On January 15, The Fenway Institute concluded recruitment for the Phase 3 clinical trial of the efficacy of the AstraZeneca COVID-19 vaccine.
Over the course of 10 weeks, our study team recruited 214 participants. Trial participants were 18 or over and came from a wide range of racial and ethnic backgrounds. Participants included people living with HIV and people at increased risk of infection from the SARS-CoV-2 virus.
“AstraZeneca has the potential to be the most widely used COVID-19 vaccine in the world,” said Dr. Kenneth Mayer, Medical Research Director and Co-Chair of The Fenway Institute. “The NIH-funded vaccine study that Fenway has been a part of will be reviewed by the FDA for emergency use authorization in the U.S. We will continue to follow study participants for two years to track vaccine efficacy and duration.”
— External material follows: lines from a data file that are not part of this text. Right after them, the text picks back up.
use crate::RandomSource;
use thiserror::Error;

#[derive(Debug, Clone, Error, PartialEq, Eq)]
pub enum EngineError {
    #[error("internal consistency error: {0}")]
    Invariant(String),
    #[error("invalid warp {from} -> {to}: {reason}")]
    InvalidWarp {
        from: u8,
        to: u8,
        reason: &'static str,
    },
    #[error("trial did not finish within {0} rolls")]
    RollLimit(u32),
}

/// One self-contained game: consume randomness, apply rules until a
/// terminal state and hand back the outcome record.
///
/// Implementations hold only immutable configuration, so independent trials
/// never share mutable state.
pub trait TrialEngine {
    type Outcome;

    fn run_trial<R: RandomSource>(&self, rng: &mut R) -> Result<Self::Outcome, EngineError>;
}
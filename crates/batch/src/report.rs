use crate::{BatchError, Odds, RaceSummary, SolitaireSummary};
use serde::Serialize;
use std::fs;
use std::path::Path;

impl SolitaireSummary {
    pub fn to_text_report(&self) -> String {
        let mut lines = vec![format!(
            "Winners: {} Total: {} Win Rate: {}%",
            self.wins,
            self.trials,
            significant(self.win_rate * 100.0, 2)
        )];
        match self.odds {
            Odds::OneIn(n) => lines.push(format!("1 in {n} chance of winning")),
            Odds::Undefined => {
                lines.push("chance of winning undefined: no wins observed".to_string())
            }
        }
        lines.push(String::new());
        lines.push("cards left:".to_string());
        for (cards, count) in &self.cards_left_histogram {
            lines.push(format!("  {cards:>2}: {count}"));
        }
        lines.join("\n")
    }
}

impl RaceSummary {
    pub fn to_text_report(&self) -> String {
        let best = &self.min_trial;
        let lines = vec![
            format!("Trials: {}", self.trials),
            format!("Minimum rolls: {}", self.min_rolls),
            format!(
                "  chutes={} ladders={} positions={:?}",
                best.chutes, best.ladders, best.positions
            ),
            format!("  roll_history={:?}", best.roll_history),
            format!("Maximum rolls: {}", self.max_rolls),
            format!("Average rolls: {}", self.mean_rolls),
            format!(
                "Average chutes: {:.3} Average ladders: {:.3}",
                self.mean_chutes, self.mean_ladders
            ),
        ];
        lines.join("\n")
    }
}

/// Fixed-point rendering with `digits` significant digits, keeping at
/// least one digit after the point.
fn significant(value: f64, digits: i32) -> String {
    if value == 0.0 || !value.is_finite() {
        return format!("{value:.1}");
    }
    let magnitude = value.abs().log10().floor() as i32;
    let decimals = (digits - 1 - magnitude).max(1) as usize;
    format!("{value:.decimals$}")
}

pub fn write_json<T: Serialize>(path: &Path, summary: &T) -> Result<(), BatchError> {
    if let Some(parent) = path.parent() {
        fs::create_dir_all(parent)?;
    }
    let body = serde_json::to_string_pretty(summary)?;
    fs::write(path, body)?;
    Ok(())
}
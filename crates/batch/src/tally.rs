use crate::BatchError;
use log::warn;
use parlor_core::{BathtubResult, RaceResult};
use serde::{Deserialize, Serialize};
use std::collections::BTreeMap;

/// Order-free reduction of trial outcomes.
///
/// `merge` is associative: folding two halves of a trial list and merging
/// them equals folding the whole list. Ties between extrema go to `self`.
pub trait Tally: Default {
    type Outcome;

    fn record(&mut self, outcome: &Self::Outcome);

    fn merge(self, other: Self) -> Self;

    fn trials(&self) -> u64;

    fn from_outcomes<'a, I>(outcomes: I) -> Self
    where
        I: IntoIterator<Item = &'a Self::Outcome>,
        Self::Outcome: 'a,
    {
        outcomes.into_iter().fold(Self::default(), |mut tally, outcome| {
            tally.record(outcome);
            tally
        })
    }
}

#[derive(Debug, Clone, Copy, Serialize, Deserialize, PartialEq, Eq)]
pub enum Odds {
    /// Roughly one win every `n` trials.
    OneIn(u64),
    /// No wins observed, so the odds cannot be stated.
    Undefined,
}

#[derive(Debug, Clone, Default, Serialize, Deserialize, PartialEq, Eq)]
pub struct SolitaireTally {
    pub trials: u64,
    pub wins: u64,
    pub cards_left: BTreeMap<usize, u64>,
}

#[derive(Debug, Clone, Serialize, Deserialize, PartialEq)]
pub struct SolitaireSummary {
    pub trials: u64,
    pub wins: u64,
    pub win_rate: f64,
    pub odds: Odds,
    pub cards_left_histogram: BTreeMap<usize, u64>,
}

impl Tally for SolitaireTally {
    type Outcome = BathtubResult;

    fn record(&mut self, outcome: &BathtubResult) {
        self.trials += 1;
        if outcome.is_win() {
            self.wins += 1;
        }
        *self.cards_left.entry(outcome.cards_left).or_default() += 1;
    }

    fn merge(mut self, other: Self) -> Self {
        self.trials += other.trials;
        self.wins += other.wins;
        for (cards, count) in other.cards_left {
            *self.cards_left.entry(cards).or_default() += count;
        }
        self
    }

    fn trials(&self) -> u64 {
        self.trials
    }
}

impl SolitaireTally {
    /// `floor(trials / wins)`, computed exactly in integers.
    pub fn odds(&self) -> Odds {
        if self.wins == 0 {
            Odds::Undefined
        } else {
            Odds::OneIn(self.trials / self.wins)
        }
    }

    pub fn summary(&self) -> Result<SolitaireSummary, BatchError> {
        if self.trials == 0 {
            return Err(BatchError::NoData);
        }
        let odds = self.odds();
        if odds == Odds::Undefined {
            warn!("no wins in {} trials; odds are undefined", self.trials);
        }
        Ok(SolitaireSummary {
            trials: self.trials,
            wins: self.wins,
            win_rate: self.wins as f64 / self.trials as f64,
            odds,
            cards_left_histogram: self.cards_left.clone(),
        })
    }
}

#[derive(Debug, Clone, Default, Serialize, Deserialize, PartialEq, Eq)]
pub struct RaceTally {
    pub trials: u64,
    pub total_rolls: u64,
    pub total_chutes: u64,
    pub total_ladders: u64,
    pub max_rolls: u32,
    /// Fewest-roll trial; ties keep the earliest one.
    pub min_trial: Option<RaceResult>,
}

#[derive(Debug, Clone, Serialize, Deserialize, PartialEq)]
pub struct RaceSummary {
    pub trials: u64,
    pub min_rolls: u32,
    pub min_trial: RaceResult,
    pub max_rolls: u32,
    pub mean_rolls: f64,
    pub mean_chutes: f64,
    pub mean_ladders: f64,
}

impl Tally for RaceTally {
    type Outcome = RaceResult;

    fn record(&mut self, outcome: &RaceResult) {
        self.trials += 1;
        self.total_rolls += u64::from(outcome.rolls);
        self.total_chutes += u64::from(outcome.chutes);
        self.total_ladders += u64::from(outcome.ladders);
        self.max_rolls = self.max_rolls.max(outcome.rolls);
        let better = self
            .min_trial
            .as_ref()
            .map_or(true, |best| outcome.rolls < best.rolls);
        if better {
            self.min_trial = Some(outcome.clone());
        }
    }

    fn merge(mut self, other: Self) -> Self {
        self.trials += other.trials;
        self.total_rolls += other.total_rolls;
        self.total_chutes += other.total_chutes;
        self.total_ladders += other.total_ladders;
        self.max_rolls = self.max_rolls.max(other.max_rolls);
        self.min_trial = match (self.min_trial, other.min_trial) {
            (Some(left), Some(right)) if right.rolls < left.rolls => Some(right),
            (Some(left), _) => Some(left),
            (None, right) => right,
        };
        self
    }

    fn trials(&self) -> u64 {
        self.trials
    }
}

impl RaceTally {
    pub fn summary(&self) -> Result<RaceSummary, BatchError> {
        let Some(min_trial) = self.min_trial.clone() else {
            return Err(BatchError::NoData);
        };
        let trials = self.trials as f64;
        Ok(RaceSummary {
            trials: self.trials,
            min_rolls: min_trial.rolls,
            min_trial,
            max_rolls: self.max_rolls,
            mean_rolls: self.total_rolls as f64 / trials,
            mean_chutes: self.total_chutes as f64 / trials,
            mean_ladders: self.total_ladders as f64 / trials,
        })
    }
}
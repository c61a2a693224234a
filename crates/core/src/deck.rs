use crate::{Card, RandomSource, Rank, Suit};

pub const DECK_SIZE: usize = 52;

/// Ordered draw pile. Cards are drawn from the end.
#[derive(Debug, Default, Clone, PartialEq, Eq)]
pub struct Deck {
    pub draw: Vec<Card>,
}

impl Deck {
    pub fn standard52() -> Self {
        let mut draw = Vec::with_capacity(DECK_SIZE);
        for suit in Suit::ALL {
            for rank in Rank::ALL {
                draw.push(Card::new(suit, rank));
            }
        }
        Self { draw }
    }

    pub fn from_cards(cards: Vec<Card>) -> Self {
        Self { draw: cards }
    }

    pub fn shuffle<R: RandomSource>(&mut self, rng: &mut R) {
        rng.shuffle(&mut self.draw);
    }

    pub fn draw_card(&mut self) -> Option<Card> {
        self.draw.pop()
    }

    pub fn len(&self) -> usize {
        self.draw.len()
    }

    pub fn is_empty(&self) -> bool {
        self.draw.is_empty()
    }
}
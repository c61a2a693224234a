use parlor_core::EngineError;
use thiserror::Error;

#[derive(Debug, Error)]
pub enum BatchError {
    #[error("trial count must be at least 1")]
    ZeroTrials,
    #[error("{0} trials exceed what this platform can count")]
    TooManyTrials(u64),
    #[error("no trials recorded")]
    NoData,
    #[error("engine error: {0}")]
    Engine(#[from] EngineError),
    #[error("io error: {0}")]
    Io(String),
    #[error("serialize error: {0}")]
    Serialize(String),
}

impl From<std::io::Error> for BatchError {
    fn from(value: std::io::Error) -> Self {
        Self::Io(value.to_string())
    }
}

impl From<serde_json::Error> for BatchError {
    fn from(value: serde_json::Error) -> Self {
        Self::Serialize(value.to_string())
    }
}
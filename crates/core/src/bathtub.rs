//! Bathtub Solitaire.
//!
//! Cards are drawn one at a time onto the front of a hand window. Whenever
//! the window holds at least four cards the front card is compared with the
//! fourth:
//!
//! - same rank: the front four cards are discarded;
//! - same suit: the two cards between them are discarded;
//! - otherwise the hand stalls and one more card is drawn.
//!
//! The trial ends once the deck is exhausted. An empty hand is a win.

use crate::{Card, Deck, EngineError, RandomSource, TrialEngine};
use log::trace;
use serde::{Deserialize, Serialize};
use std::collections::VecDeque;

/// Smallest hand on which the discard rules are evaluated.
pub const RESOLVE_SIZE: usize = 4;

#[derive(Debug, Clone, Copy, Serialize, Deserialize, PartialEq, Eq)]
pub enum DiscardRule {
    MatchRank,
    MatchSuit,
}

/// Rank is checked before suit. Two distinct cards never match on both.
pub fn discard_rule(front: Card, fourth: Card) -> Option<DiscardRule> {
    if front.rank == fourth.rank {
        Some(DiscardRule::MatchRank)
    } else if front.suit == fourth.suit {
        Some(DiscardRule::MatchSuit)
    } else {
        None
    }
}

#[derive(Debug, Clone, Serialize, Deserialize, PartialEq, Eq)]
pub struct Snapshot {
    pub hand: Vec<Card>,
    pub deck_len: usize,
    pub discarded: usize,
}

#[derive(Debug, Clone, Serialize, Deserialize, PartialEq, Eq)]
pub enum BathtubAction {
    Drew(Card),
    DroppedFour([Card; 4]),
    DroppedMiddle([Card; 2]),
    Stalled,
    Finished,
}

/// An action together with the table state right after it.
#[derive(Debug, Clone, Serialize, Deserialize, PartialEq, Eq)]
pub struct BathtubEvent {
    pub action: BathtubAction,
    pub state: Snapshot,
}

#[derive(Debug, Clone, Serialize, Deserialize, PartialEq, Eq)]
pub struct BathtubResult {
    pub cards_left: usize,
    pub final_hand: Vec<Card>,
}

impl BathtubResult {
    pub fn is_win(&self) -> bool {
        self.cards_left == 0
    }
}

#[derive(Debug, Clone, Copy, Default)]
pub struct BathtubEngine;

impl BathtubEngine {
    pub fn new() -> Self {
        Self
    }

    /// Plays an already ordered deck.
    pub fn play_deck(&self, deck: Deck) -> Result<BathtubResult, EngineError> {
        play(deck, None)
    }

    pub fn play_deck_traced(
        &self,
        deck: Deck,
        events: &mut Vec<BathtubEvent>,
    ) -> Result<BathtubResult, EngineError> {
        play(deck, Some(events))
    }

    pub fn run_trial_traced<R: RandomSource>(
        &self,
        rng: &mut R,
        events: &mut Vec<BathtubEvent>,
    ) -> Result<BathtubResult, EngineError> {
        self.play_deck_traced(shuffled_deck(rng), events)
    }
}

impl TrialEngine for BathtubEngine {
    type Outcome = BathtubResult;

    fn run_trial<R: RandomSource>(&self, rng: &mut R) -> Result<BathtubResult, EngineError> {
        self.play_deck(shuffled_deck(rng))
    }
}

fn shuffled_deck<R: RandomSource>(rng: &mut R) -> Deck {
    let mut deck = Deck::standard52();
    deck.shuffle(rng);
    deck
}

#[derive(Debug)]
struct Table {
    deck: Deck,
    hand: VecDeque<Card>,
    discarded: usize,
    initial: usize,
}

impl Table {
    fn new(deck: Deck) -> Self {
        let initial = deck.len();
        Self {
            hand: VecDeque::with_capacity(initial),
            deck,
            discarded: 0,
            initial,
        }
    }

    fn snapshot(&self) -> Snapshot {
        Snapshot {
            hand: self.hand.iter().copied().collect(),
            deck_len: self.deck.len(),
            discarded: self.discarded,
        }
    }

    fn draw(&mut self) -> Option<Card> {
        let card = self.deck.draw_card()?;
        self.hand.push_front(card);
        Some(card)
    }

    /// Applies the first matching rule to the window, if any.
    fn resolve_once(&mut self) -> Option<BathtubAction> {
        if self.hand.len() < RESOLVE_SIZE {
            return None;
        }
        match discard_rule(self.hand[0], self.hand[3])? {
            DiscardRule::MatchRank => {
                let cards = [self.hand[0], self.hand[1], self.hand[2], self.hand[3]];
                self.hand.drain(..4);
                self.discarded += 4;
                Some(BathtubAction::DroppedFour(cards))
            }
            DiscardRule::MatchSuit => {
                let cards = [self.hand[1], self.hand[2]];
                self.hand.drain(1..3);
                self.discarded += 2;
                Some(BathtubAction::DroppedMiddle(cards))
            }
        }
    }

    fn check_finished(&self) -> Result<(), EngineError> {
        if !self.deck.is_empty() {
            return Err(EngineError::Invariant(format!(
                "trial ended with {} cards still in the deck",
                self.deck.len()
            )));
        }
        let accounted = self.deck.len() + self.hand.len() + self.discarded;
        if accounted != self.initial {
            return Err(EngineError::Invariant(format!(
                "card count drifted: {accounted} accounted for, {} dealt",
                self.initial
            )));
        }
        Ok(())
    }
}

fn record(events: &mut Option<&mut Vec<BathtubEvent>>, table: &Table, action: BathtubAction) {
    if let Some(events) = events.as_deref_mut() {
        events.push(BathtubEvent {
            action,
            state: table.snapshot(),
        });
    }
}

fn play(
    deck: Deck,
    mut events: Option<&mut Vec<BathtubEvent>>,
) -> Result<BathtubResult, EngineError> {
    let mut table = Table::new(deck);
    let mut draw_extra = false;

    while !table.deck.is_empty() {
        // After a stall exactly one extra card is drawn, even on a full window.
        while table.hand.len() < RESOLVE_SIZE || draw_extra {
            let Some(card) = table.draw() else {
                break;
            };
            draw_extra = false;
            record(&mut events, &table, BathtubAction::Drew(card));
        }

        while table.hand.len() >= RESOLVE_SIZE {
            match table.resolve_once() {
                Some(action) => {
                    trace!("bathtub: {action:?}");
                    record(&mut events, &table, action);
                }
                None => {
                    record(&mut events, &table, BathtubAction::Stalled);
                    break;
                }
            }
        }
        draw_extra = true;
    }

    table.check_finished()?;
    record(&mut events, &table, BathtubAction::Finished);
    Ok(BathtubResult {
        cards_left: table.hand.len(),
        final_hand: table.hand.into_iter().collect(),
    })
}
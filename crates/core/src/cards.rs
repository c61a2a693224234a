use serde::{Deserialize, Serialize};
use std::fmt;

#[derive(Debug, Clone, Copy, Serialize, Deserialize, PartialEq, Eq, Hash, PartialOrd, Ord)]
pub enum Suit {
    Spades,
    Clubs,
    Hearts,
    Diamonds,
}

impl Suit {
    pub const ALL: [Suit; 4] = [Suit::Spades, Suit::Clubs, Suit::Hearts, Suit::Diamonds];

    pub fn symbol(self) -> &'static str {
        match self {
            Suit::Spades => "♠",
            Suit::Clubs => "♣",
            Suit::Hearts => "♥",
            Suit::Diamonds => "♦",
        }
    }

    pub fn is_red(self) -> bool {
        matches!(self, Suit::Hearts | Suit::Diamonds)
    }
}

#[derive(Debug, Clone, Copy, Serialize, Deserialize, PartialEq, Eq, Hash, PartialOrd, Ord)]
pub enum Rank {
    Ace,
    Two,
    Three,
    Four,
    Five,
    Six,
    Seven,
    Eight,
    Nine,
    Ten,
    Jack,
    Queen,
    King,
}

impl Rank {
    pub const ALL: [Rank; 13] = [
        Rank::Ace,
        Rank::Two,
        Rank::Three,
        Rank::Four,
        Rank::Five,
        Rank::Six,
        Rank::Seven,
        Rank::Eight,
        Rank::Nine,
        Rank::Ten,
        Rank::Jack,
        Rank::Queen,
        Rank::King,
    ];

    pub fn label(self) -> &'static str {
        match self {
            Rank::Ace => "A",
            Rank::Two => "2",
            Rank::Three => "3",
            Rank::Four => "4",
            Rank::Five => "5",
            Rank::Six => "6",
            Rank::Seven => "7",
            Rank::Eight => "8",
            Rank::Nine => "9",
            Rank::Ten => "10",
            Rank::Jack => "J",
            Rank::Queen => "Q",
            Rank::King => "K",
        }
    }
}

#[derive(Debug, Clone, Copy, Serialize, Deserialize, PartialEq, Eq, Hash)]
pub struct Card {
    pub suit: Suit,
    pub rank: Rank,
}

impl Card {
    pub fn new(suit: Suit, rank: Rank) -> Self {
        Self { suit, rank }
    }
}

impl fmt::Display for Card {
    fn fmt(&self, f: &mut fmt::Formatter<'_>) -> fmt::Result {
        write!(f, "{}{}", self.suit.symbol(), self.rank.label())
    }
}

#[cfg(test)]
mod tests {
    use super::*;

    #[test]
    fn display_uses_symbol_then_label() {
        assert_eq!(Card::new(Suit::Diamonds, Rank::Ten).to_string(), "♦10");
        assert_eq!(Card::new(Suit::Spades, Rank::Ace).to_string(), "♠A");
    }

    #[test]
    fn red_suits() {
        let red: Vec<Suit> = Suit::ALL.into_iter().filter(|suit| suit.is_red()).collect();
        assert_eq!(red, vec![Suit::Hearts, Suit::Diamonds]);
    }
}
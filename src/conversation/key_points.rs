//! Key point extraction from question words.

use crate::conversation::types::ConversationMessage;

/// Upper bound on returned key points.
pub const MAX_KEY_POINTS: usize = 5;

/// Cue substring and the label it produces, in scan order.
const THEMES: [(&str, &str); 5] = [
    ("when", "Discussed timing/schedule"),
    ("where", "Discussed location"),
    ("how", "Discussed methods/process"),
    ("why", "Discussed reasons/motivation"),
    ("what", "Discussed objectives/items"),
];

const MULTILINGUAL_NOTE: &str = "Multiple languages used";

/// Detect discussed themes across all translated text.
///
/// Matching is a plain substring test on the lowercased concatenation, so
/// `"however"` counts as `how`. Falls back to a message count and a static
/// note when nothing matches.
#[must_use]
pub fn extract_key_points(messages: &[ConversationMessage]) -> Vec<String> {
    let corpus = messages
        .iter()
        .map(|message| message.translated_text.as_str())
        .collect::<Vec<_>>()
        .join(" ")
        .to_lowercase();

    let mut points: Vec<String> = THEMES
        .iter()
        .filter(|(cue, _)| corpus.contains(cue))
        .map(|(_, label)| (*label).to_string())
        .collect();

    if points.is_empty() {
        points = vec![
            format!("{} messages exchanged", messages.len()),
            MULTILINGUAL_NOTE.to_string(),
        ];
    }

    points.truncate(MAX_KEY_POINTS);
    points
}
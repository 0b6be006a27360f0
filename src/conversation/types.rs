//! Conversation turns, summarization requests and responses.

use chrono::{DateTime, NaiveDateTime, Utc};
use serde::de::Error as _;
use serde::{Deserialize, Deserializer, Serialize};
use std::fmt;
use std::str::FromStr;

use crate::conversation::errors::{MAX_MESSAGES_PER_REQUEST, MalformedInputError, ValidationError};

/// Role of the person behind a turn.
#[derive(Clone, Copy, Debug, Eq, PartialEq, Hash, Serialize, Deserialize)]
#[serde(rename_all = "snake_case")]
pub enum Speaker {
    /// The person the device owner is listening to.
    Listener,
    /// The device owner.
    Speaker,
}

impl Speaker {
    /// Stable wire form.
    #[must_use]
    pub const fn as_str(self) -> &'static str {
        match self {
            Self::Listener => "listener",
            Self::Speaker => "speaker",
        }
    }

    /// Display label used in summaries.
    #[must_use]
    pub const fn label(self) -> &'static str {
        match self {
            Self::Listener => "Listener",
            Self::Speaker => "Speaker",
        }
    }
}

impl fmt::Display for Speaker {
    fn fmt(&self, f: &mut fmt::Formatter<'_>) -> fmt::Result {
        write!(f, "{}", self.as_str())
    }
}

impl FromStr for Speaker {
    type Err = String;

    fn from_str(value: &str) -> Result<Self, Self::Err> {
        match value {
            "listener" => Ok(Self::Listener),
            "speaker" => Ok(Self::Speaker),
            _ => Err(value.to_string()),
        }
    }
}

/// Shape of the generated summary text.
#[derive(Clone, Copy, Debug, Default, Eq, PartialEq, Serialize, Deserialize)]
#[serde(rename_all = "snake_case")]
pub enum SummaryFormat {
    /// One sentence.
    #[default]
    Brief,
    /// Labelled block with message previews.
    Detailed,
}

/// A single validated turn.
#[derive(Clone, Debug, PartialEq, Serialize, Deserialize)]
#[serde(rename_all = "camelCase")]
pub struct ConversationMessage {
    /// Optional client-side identifier.
    #[serde(default, skip_serializing_if = "Option::is_none")]
    pub id: Option<String>,
    /// Who said it.
    pub speaker: Speaker,
    /// Text as spoken.
    #[serde(default)]
    pub original_text: String,
    /// Text after translation.
    pub translated_text: String,
    /// Short language code of the original text.
    pub detected_language: String,
    /// When the turn was recorded.
    pub timestamp: DateTime<Utc>,
    /// Optional recognition or translation confidence.
    #[serde(default, skip_serializing_if = "Option::is_none")]
    pub confidence: Option<f64>,
}

impl ConversationMessage {
    /// Build a turn with the fields the summarizer reads.
    #[must_use]
    pub fn new(
        speaker: Speaker,
        translated_text: impl Into<String>,
        detected_language: impl Into<String>,
        timestamp: DateTime<Utc>,
    ) -> Self {
        Self {
            id: None,
            speaker,
            original_text: String::new(),
            translated_text: translated_text.into(),
            detected_language: detected_language.into(),
            timestamp,
            confidence: None,
        }
    }

    /// Set the original (untranslated) text.
    #[must_use]
    pub fn with_original_text(mut self, text: impl Into<String>) -> Self {
        self.original_text = text.into();
        self
    }
}

/// A turn as received on the wire, before validation.
///
/// Every field is optional so that a missing value surfaces as a
/// [`MalformedInputError`] from the summarizer instead of a decoding error.
#[derive(Clone, Debug, Default, PartialEq, Serialize, Deserialize)]
#[serde(rename_all = "camelCase")]
pub struct MessagePayload {
    /// Optional client-side identifier.
    #[serde(default, skip_serializing_if = "Option::is_none")]
    pub id: Option<String>,
    /// Speaker role (`listener` or `speaker`).
    #[serde(default, skip_serializing_if = "Option::is_none")]
    pub speaker: Option<String>,
    /// Text as spoken.
    #[serde(default, skip_serializing_if = "Option::is_none")]
    pub original_text: Option<String>,
    /// Text after translation.
    #[serde(default, skip_serializing_if = "Option::is_none")]
    pub translated_text: Option<String>,
    /// Short language code.
    #[serde(default, skip_serializing_if = "Option::is_none")]
    pub detected_language: Option<String>,
    /// ISO-8601 instant.
    #[serde(default, skip_serializing_if = "Option::is_none")]
    pub timestamp: Option<String>,
    /// Optional confidence.
    #[serde(default, skip_serializing_if = "Option::is_none")]
    pub confidence: Option<f64>,
}

impl MessagePayload {
    /// Validate into a [`ConversationMessage`].
    ///
    /// # Errors
    /// Returns an error naming the first missing or unparseable field.
    pub fn into_message(self, index: usize) -> Result<ConversationMessage, MalformedInputError> {
        let speaker = required(self.speaker, index, "speaker")?;
        let speaker = speaker
            .parse::<Speaker>()
            .map_err(|value| MalformedInputError::UnknownSpeaker { index, value })?;
        let translated_text = required(self.translated_text, index, "translatedText")?;
        let detected_language = required(self.detected_language, index, "detectedLanguage")?;
        let raw_timestamp = required(self.timestamp, index, "timestamp")?;
        let timestamp = parse_instant(&raw_timestamp).map_err(|source| {
            MalformedInputError::InvalidTimestamp {
                index,
                value: raw_timestamp.clone(),
                source,
            }
        })?;

        Ok(ConversationMessage {
            id: self.id,
            speaker,
            original_text: self.original_text.unwrap_or_default(),
            translated_text,
            detected_language,
            timestamp,
            confidence: self.confidence,
        })
    }
}

impl From<ConversationMessage> for MessagePayload {
    fn from(message: ConversationMessage) -> Self {
        Self {
            id: message.id,
            speaker: Some(message.speaker.as_str().to_string()),
            original_text: Some(message.original_text),
            translated_text: Some(message.translated_text),
            detected_language: Some(message.detected_language),
            timestamp: Some(message.timestamp.to_rfc3339()),
            confidence: message.confidence,
        }
    }
}

/// Parse an RFC 3339 instant; a date-time without offset is read as UTC.
fn parse_instant(raw: &str) -> Result<DateTime<Utc>, chrono::ParseError> {
    DateTime::parse_from_rfc3339(raw)
        .map(|instant| instant.with_timezone(&Utc))
        .or_else(|err| {
            NaiveDateTime::parse_from_str(raw, "%Y-%m-%dT%H:%M:%S%.f")
                .map(|naive| naive.and_utc())
                .map_err(|_| err)
        })
}

fn required(
    value: Option<String>,
    index: usize,
    field: &'static str,
) -> Result<String, MalformedInputError> {
    value.ok_or(MalformedInputError::MissingField { index, field })
}

/// Summarization request body.
#[derive(Clone, Debug, Default, PartialEq, Serialize, Deserialize)]
pub struct SummarizationRequest {
    /// Turns in chronological order. `null` or a non-array decodes as empty.
    #[serde(default, deserialize_with = "lenient_messages")]
    pub messages: Vec<MessagePayload>,
    /// Requested summary shape.
    #[serde(default)]
    pub format: SummaryFormat,
}

fn lenient_messages<'de, D>(deserializer: D) -> Result<Vec<MessagePayload>, D::Error>
where
    D: Deserializer<'de>,
{
    match Option::<serde_json::Value>::deserialize(deserializer)? {
        Some(serde_json::Value::Array(items)) => items
            .into_iter()
            .map(|item| serde_json::from_value(item).map_err(D::Error::custom))
            .collect(),
        _ => Ok(Vec::new()),
    }
}

impl SummarizationRequest {
    /// Build a request from already-validated turns.
    #[must_use]
    pub fn new(messages: Vec<ConversationMessage>, format: SummaryFormat) -> Self {
        Self {
            messages: messages.into_iter().map(MessagePayload::from).collect(),
            format,
        }
    }

    /// Enforce the batch-size policy of the service layer.
    ///
    /// # Errors
    /// Returns an error if the batch is empty or too large.
    pub fn validate(&self) -> Result<(), ValidationError> {
        if self.messages.is_empty() {
            return Err(ValidationError::MissingMessages);
        }

        if self.messages.len() > MAX_MESSAGES_PER_REQUEST {
            return Err(ValidationError::TooManyMessages {
                max: MAX_MESSAGES_PER_REQUEST,
                actual: self.messages.len(),
            });
        }

        Ok(())
    }
}

/// Summary, key points and metadata for one conversation.
#[derive(Clone, Debug, PartialEq, Serialize, Deserialize)]
#[serde(rename_all = "camelCase")]
pub struct SummarizationResponse {
    /// Summary text.
    pub summary: String,
    /// At most five short theme labels.
    pub key_points: Vec<String>,
    /// Number of distinct speaker roles.
    pub participant_count: usize,
    /// Human-readable duration.
    pub duration: String,
    /// Distinct languages in first-seen order.
    pub languages_detected: Vec<String>,
    /// Generation time.
    pub timestamp: DateTime<Utc>,
}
While the Moderna and Pfizer vaccines that are currently being administered around the world are highly effective, they are quite expensive to manufacturer and require specific ultra-cold, thermal storage and transportation conditions. This has thus far limited where the vaccines can be sent and administered, meaning that rural locations and developing nations that lack the needed storage facilities have not been able to begin vaccinations.
The AstraZeneca vaccine has the potential to be a key to ending the COVID-19 pandemic on a global scale. It follows an existing vaccine model by generating immune responses against the SARS-CoV-2 viral spike protein to train the immune system to attack that virus. This vaccine is also less expensive to manufacturer than the Moderna and Pfizer vaccines.
Most importantly, the AstraZeneca vaccine can be kept for longer periods of time using normal refrigeration methods, as opposed to specialized deep freeze conditions. This greatly expands the areas where the vaccine can be shipped and stored. One such area is India, where the AstraZeneca vaccine has been approved for emergency use. The Serum Institute of India, the world’s largest manufacturer of vaccines, is poised to begin producing AstraZeneca vaccines.
A new, highly infectious strain of COVID-19 has appeared in recent weeks, raising concerns about the existing vaccines’ abilities to protect against this mutation. “Initial laboratory data is very reassuring,” said Dr. Mayer. “While this strain seems to be more easily transmitted, it doesn’t seem that the spike proteins that the vaccines have been able to block are any different in this mutation.”
Even while the vaccine rollouts are underway, it is critical to continue the recommended COVID-19 precautions of social distancing, mask wearing, and hand hygiene. As Dr. Mayer explained, this will not only keep people safe from current virus strains, but also help prevent the creation of new strains in the future.
“If we can slow down the spread of COVID-19 through public health measures, and we can speed up vaccinations as quickly as possible, the virus will have fewer people to infect and fewer opportunities to mutate,” he said.
Here at Fenway Health, we are incredibly grateful and humbled to have been a part of this life-saving research through the NIH’s COVID-19 Prevention Network. We’d like to offer a sincere thank you to all our study team members who worked so hard to make this research possible, and to all our study participants who volunteered to be a part of medical history. Because of you, we are one step closer to ending this pandemic.